What you will do
After finding the line containing "Numeric dates in" below, please output that line and each following one through the line containing "let (a, b) = (num(&c[1])?, num(&c[2])?);", exactly as written.

---------- Records provided ----------

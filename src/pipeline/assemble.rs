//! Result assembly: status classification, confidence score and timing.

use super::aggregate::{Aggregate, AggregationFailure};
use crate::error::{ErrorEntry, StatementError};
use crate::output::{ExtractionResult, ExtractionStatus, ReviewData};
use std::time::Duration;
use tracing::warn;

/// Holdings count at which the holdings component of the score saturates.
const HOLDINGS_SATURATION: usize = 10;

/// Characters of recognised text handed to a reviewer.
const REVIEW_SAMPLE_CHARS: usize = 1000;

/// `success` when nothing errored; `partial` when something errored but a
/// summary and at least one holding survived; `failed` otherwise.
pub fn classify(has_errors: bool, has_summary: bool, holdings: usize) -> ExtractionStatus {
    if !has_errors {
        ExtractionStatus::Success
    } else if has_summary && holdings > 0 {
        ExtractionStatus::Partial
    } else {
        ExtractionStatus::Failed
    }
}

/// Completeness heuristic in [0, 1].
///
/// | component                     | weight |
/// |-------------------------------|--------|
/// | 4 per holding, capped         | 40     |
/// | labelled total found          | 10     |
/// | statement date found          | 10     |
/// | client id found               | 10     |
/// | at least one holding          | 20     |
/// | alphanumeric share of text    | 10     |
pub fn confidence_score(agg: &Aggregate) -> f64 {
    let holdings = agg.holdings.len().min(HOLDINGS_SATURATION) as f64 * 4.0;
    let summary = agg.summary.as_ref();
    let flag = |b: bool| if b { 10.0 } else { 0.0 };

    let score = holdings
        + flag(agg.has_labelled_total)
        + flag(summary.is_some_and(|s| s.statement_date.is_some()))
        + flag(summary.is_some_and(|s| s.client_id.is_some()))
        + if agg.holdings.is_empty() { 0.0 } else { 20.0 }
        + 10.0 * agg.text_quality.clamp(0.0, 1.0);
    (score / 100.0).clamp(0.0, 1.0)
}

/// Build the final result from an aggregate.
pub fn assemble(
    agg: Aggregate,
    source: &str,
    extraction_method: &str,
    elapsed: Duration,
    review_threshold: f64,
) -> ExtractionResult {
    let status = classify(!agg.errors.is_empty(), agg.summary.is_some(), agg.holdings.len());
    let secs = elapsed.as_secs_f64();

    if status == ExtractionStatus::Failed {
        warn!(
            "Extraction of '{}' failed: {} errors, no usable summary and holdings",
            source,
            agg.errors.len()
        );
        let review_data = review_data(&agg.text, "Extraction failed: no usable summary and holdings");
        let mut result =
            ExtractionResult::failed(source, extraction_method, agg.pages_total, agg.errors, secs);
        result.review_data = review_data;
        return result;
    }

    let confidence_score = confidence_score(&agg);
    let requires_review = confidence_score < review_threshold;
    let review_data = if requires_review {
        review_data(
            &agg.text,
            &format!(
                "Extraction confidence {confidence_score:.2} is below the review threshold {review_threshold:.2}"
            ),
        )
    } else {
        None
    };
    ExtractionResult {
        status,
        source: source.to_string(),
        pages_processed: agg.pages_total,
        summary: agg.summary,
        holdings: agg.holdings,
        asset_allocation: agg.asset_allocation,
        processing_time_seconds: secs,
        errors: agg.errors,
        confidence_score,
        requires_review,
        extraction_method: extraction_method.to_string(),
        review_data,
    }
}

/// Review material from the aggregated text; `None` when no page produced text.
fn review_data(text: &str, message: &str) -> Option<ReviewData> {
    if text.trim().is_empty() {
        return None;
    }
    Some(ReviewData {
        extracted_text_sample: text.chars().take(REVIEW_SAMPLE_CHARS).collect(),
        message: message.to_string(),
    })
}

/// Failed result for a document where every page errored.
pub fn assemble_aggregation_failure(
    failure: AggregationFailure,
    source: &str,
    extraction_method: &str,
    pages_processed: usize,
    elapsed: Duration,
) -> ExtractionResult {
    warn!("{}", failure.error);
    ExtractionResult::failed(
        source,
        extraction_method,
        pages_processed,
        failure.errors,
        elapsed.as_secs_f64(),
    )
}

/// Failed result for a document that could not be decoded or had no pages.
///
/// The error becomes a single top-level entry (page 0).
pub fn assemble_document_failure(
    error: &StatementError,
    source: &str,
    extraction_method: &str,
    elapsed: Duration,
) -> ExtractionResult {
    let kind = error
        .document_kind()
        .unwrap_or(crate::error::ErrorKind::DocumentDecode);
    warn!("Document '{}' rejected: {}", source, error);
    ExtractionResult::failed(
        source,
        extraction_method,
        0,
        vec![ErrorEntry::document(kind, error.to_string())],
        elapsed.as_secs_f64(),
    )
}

----------
---------- Records provided ----------

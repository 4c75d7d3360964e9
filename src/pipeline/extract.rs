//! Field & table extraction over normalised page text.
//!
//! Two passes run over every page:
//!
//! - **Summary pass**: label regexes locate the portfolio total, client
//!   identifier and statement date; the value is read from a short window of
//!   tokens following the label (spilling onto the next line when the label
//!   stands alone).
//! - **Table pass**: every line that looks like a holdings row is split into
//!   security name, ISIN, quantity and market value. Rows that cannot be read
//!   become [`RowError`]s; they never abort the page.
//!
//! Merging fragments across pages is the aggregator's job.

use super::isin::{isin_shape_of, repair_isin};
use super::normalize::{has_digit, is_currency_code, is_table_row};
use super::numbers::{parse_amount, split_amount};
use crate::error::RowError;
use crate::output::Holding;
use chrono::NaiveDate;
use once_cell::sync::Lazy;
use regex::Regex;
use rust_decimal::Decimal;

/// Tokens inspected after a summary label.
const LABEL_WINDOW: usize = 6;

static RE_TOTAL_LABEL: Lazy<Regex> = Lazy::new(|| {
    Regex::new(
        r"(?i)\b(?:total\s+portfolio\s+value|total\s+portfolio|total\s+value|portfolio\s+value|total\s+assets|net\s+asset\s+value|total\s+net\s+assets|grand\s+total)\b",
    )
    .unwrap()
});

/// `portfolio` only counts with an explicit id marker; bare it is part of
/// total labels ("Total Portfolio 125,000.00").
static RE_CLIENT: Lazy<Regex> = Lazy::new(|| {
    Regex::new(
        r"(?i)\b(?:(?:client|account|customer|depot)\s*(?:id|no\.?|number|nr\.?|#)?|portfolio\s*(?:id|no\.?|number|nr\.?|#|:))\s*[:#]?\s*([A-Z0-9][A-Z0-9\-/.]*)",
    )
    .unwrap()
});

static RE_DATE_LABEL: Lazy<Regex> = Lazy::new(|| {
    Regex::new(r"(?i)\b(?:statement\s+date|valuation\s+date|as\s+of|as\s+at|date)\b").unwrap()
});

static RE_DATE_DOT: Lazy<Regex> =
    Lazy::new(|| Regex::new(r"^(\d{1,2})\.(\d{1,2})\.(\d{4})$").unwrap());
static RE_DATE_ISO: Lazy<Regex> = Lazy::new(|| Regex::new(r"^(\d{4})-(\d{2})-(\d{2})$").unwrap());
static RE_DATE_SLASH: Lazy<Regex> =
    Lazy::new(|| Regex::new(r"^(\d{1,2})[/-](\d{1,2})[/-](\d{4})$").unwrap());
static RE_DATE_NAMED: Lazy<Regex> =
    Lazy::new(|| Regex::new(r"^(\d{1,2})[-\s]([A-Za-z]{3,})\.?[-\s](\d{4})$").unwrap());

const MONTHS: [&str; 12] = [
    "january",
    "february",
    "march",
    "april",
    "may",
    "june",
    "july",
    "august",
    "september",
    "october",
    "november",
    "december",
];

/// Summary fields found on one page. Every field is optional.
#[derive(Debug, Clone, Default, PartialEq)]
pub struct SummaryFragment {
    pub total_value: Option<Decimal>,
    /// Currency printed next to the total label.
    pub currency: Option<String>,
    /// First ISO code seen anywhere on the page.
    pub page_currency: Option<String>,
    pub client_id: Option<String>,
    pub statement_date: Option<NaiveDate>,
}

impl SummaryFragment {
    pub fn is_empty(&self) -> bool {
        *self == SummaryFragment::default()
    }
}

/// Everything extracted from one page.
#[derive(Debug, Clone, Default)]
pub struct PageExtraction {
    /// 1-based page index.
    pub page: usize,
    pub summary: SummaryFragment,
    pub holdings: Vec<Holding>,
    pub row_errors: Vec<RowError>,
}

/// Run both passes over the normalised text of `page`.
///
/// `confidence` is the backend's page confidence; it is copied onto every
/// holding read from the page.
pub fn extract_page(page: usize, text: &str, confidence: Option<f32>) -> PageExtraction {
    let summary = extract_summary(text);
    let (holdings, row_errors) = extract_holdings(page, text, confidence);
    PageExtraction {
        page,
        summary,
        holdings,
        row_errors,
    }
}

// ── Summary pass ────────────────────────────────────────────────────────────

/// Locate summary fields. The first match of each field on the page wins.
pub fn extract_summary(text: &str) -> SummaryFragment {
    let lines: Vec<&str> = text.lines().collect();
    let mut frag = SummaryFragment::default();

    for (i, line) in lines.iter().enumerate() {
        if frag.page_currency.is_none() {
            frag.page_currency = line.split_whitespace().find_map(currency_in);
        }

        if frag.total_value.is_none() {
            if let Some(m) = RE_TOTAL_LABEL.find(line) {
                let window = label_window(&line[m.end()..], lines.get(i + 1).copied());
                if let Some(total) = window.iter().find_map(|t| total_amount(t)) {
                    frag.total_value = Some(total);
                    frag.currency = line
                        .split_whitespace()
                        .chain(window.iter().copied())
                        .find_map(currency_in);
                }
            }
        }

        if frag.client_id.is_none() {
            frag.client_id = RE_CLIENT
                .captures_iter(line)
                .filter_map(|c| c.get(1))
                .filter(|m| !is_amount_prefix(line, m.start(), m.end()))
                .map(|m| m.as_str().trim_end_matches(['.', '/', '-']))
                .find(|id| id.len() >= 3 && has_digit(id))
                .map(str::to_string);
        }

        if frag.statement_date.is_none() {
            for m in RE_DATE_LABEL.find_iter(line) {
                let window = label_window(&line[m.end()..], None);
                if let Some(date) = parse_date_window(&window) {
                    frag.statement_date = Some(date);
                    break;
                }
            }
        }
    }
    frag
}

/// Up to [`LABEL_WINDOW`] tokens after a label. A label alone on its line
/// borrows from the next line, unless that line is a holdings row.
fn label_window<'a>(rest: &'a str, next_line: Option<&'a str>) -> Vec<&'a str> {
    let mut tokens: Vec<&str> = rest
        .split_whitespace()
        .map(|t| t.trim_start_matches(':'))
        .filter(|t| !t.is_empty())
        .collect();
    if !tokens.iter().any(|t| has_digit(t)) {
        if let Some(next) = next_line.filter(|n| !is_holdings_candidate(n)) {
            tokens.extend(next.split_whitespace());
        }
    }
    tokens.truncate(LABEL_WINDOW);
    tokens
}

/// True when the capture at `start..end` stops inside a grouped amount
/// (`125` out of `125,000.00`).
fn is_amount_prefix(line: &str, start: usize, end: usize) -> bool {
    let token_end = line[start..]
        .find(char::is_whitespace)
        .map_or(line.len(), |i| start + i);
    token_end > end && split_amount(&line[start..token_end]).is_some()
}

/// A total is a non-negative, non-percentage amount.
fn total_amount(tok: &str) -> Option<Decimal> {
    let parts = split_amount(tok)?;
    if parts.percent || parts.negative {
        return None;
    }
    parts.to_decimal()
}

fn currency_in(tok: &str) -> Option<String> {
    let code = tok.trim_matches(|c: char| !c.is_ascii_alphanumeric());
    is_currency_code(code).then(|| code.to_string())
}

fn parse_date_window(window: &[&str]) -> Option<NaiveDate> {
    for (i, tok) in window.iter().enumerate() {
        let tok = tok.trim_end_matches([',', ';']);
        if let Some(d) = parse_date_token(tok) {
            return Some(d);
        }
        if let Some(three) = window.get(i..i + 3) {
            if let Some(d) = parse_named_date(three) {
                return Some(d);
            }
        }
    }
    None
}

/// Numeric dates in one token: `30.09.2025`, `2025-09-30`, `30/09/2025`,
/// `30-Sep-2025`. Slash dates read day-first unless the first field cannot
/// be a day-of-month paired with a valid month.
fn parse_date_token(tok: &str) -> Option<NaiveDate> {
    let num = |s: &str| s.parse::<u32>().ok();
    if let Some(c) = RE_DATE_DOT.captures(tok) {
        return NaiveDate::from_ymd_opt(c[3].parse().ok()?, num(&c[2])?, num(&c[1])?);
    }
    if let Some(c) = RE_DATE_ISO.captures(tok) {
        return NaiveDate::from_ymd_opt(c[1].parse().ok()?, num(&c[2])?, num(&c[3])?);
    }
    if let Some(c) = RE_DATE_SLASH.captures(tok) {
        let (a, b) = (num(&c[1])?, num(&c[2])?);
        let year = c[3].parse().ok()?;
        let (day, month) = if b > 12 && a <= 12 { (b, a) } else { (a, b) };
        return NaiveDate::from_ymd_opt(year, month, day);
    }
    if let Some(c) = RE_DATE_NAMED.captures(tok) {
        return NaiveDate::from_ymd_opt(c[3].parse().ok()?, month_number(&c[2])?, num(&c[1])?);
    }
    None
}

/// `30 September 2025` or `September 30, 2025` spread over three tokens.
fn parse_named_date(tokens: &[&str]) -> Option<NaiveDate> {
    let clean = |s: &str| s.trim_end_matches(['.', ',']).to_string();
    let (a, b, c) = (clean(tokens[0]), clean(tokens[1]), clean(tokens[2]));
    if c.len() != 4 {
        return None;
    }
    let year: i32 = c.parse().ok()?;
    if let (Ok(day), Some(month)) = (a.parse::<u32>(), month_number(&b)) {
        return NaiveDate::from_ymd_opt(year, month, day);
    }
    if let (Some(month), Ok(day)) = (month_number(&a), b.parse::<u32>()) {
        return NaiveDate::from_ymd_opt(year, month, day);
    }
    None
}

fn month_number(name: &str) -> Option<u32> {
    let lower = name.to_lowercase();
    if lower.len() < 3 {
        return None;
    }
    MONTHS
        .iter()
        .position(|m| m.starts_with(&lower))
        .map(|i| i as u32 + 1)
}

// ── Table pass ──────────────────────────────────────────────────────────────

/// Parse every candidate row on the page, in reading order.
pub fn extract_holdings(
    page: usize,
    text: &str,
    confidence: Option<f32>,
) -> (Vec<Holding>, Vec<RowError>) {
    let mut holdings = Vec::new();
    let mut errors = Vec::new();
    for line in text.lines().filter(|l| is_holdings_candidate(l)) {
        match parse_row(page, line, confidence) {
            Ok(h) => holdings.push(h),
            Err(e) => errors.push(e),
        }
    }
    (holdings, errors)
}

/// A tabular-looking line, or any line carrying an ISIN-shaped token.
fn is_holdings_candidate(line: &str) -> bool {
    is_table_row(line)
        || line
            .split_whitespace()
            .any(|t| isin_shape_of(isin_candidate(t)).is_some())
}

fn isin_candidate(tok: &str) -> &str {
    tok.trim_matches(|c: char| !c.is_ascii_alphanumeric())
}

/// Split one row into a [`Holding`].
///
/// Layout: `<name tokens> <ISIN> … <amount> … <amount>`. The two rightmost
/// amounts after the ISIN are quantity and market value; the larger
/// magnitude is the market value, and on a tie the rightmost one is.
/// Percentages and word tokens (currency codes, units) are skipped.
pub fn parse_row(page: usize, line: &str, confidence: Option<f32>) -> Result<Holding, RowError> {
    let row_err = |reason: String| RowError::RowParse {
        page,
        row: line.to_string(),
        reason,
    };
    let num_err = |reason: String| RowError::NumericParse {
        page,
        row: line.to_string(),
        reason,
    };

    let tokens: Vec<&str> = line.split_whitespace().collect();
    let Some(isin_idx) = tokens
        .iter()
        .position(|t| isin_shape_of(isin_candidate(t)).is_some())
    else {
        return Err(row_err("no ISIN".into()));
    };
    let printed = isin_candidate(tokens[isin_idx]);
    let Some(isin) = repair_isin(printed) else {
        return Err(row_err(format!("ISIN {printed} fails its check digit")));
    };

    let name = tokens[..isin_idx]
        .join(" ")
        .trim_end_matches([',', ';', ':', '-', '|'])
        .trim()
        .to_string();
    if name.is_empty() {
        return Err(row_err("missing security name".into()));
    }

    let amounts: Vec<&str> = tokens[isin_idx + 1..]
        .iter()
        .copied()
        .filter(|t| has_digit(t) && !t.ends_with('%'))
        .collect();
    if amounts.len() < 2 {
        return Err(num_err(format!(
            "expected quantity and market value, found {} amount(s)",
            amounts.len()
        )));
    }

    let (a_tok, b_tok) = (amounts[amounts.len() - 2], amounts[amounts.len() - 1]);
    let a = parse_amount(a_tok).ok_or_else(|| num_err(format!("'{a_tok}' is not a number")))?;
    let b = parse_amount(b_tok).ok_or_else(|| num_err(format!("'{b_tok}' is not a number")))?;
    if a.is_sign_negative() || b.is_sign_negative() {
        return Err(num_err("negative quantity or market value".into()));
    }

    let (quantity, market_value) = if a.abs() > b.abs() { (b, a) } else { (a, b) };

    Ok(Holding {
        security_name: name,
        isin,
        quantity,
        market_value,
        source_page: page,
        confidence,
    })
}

----------
---------- Records provided ----------

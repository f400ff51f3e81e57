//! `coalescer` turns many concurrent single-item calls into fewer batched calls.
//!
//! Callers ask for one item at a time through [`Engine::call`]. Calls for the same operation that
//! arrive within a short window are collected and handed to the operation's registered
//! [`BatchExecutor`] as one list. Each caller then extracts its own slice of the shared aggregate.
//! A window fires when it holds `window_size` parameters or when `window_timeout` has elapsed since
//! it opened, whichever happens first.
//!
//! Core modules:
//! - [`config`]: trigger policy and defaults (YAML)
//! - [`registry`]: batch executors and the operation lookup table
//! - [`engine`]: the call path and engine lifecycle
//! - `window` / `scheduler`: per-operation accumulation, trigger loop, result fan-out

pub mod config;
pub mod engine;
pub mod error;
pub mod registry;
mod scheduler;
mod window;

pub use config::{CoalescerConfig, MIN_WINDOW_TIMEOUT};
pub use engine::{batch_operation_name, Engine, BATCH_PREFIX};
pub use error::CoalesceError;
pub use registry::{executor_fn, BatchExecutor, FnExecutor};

----------

Answer to this exercise
/// Numeric dates in one token: `30.09.2025`, `2025-09-30`, `30/09/2025`,
/// `30-Sep-2025`. Slash dates read day-first unless the first field cannot
/// be a day-of-month paired with a valid month.
fn parse_date_token(tok: &str) -> Option<NaiveDate> {
    let num = |s: &str| s.parse::<u32>().ok();
    if let Some(c) = RE_DATE_DOT.captures(tok) {
        return NaiveDate::from_ymd_opt(c[3].parse().ok()?, num(&c[2])?, num(&c[1])?);
    }
    if let Some(c) = RE_DATE_ISO.captures(tok) {
        return NaiveDate::from_ymd_opt(c[1].parse().ok()?, num(&c[2])?, num(&c[3])?);
    }
    if let Some(c) = RE_DATE_SLASH.captures(tok) {
        let (a, b) = (num(&c[1])?, num(&c[2])?);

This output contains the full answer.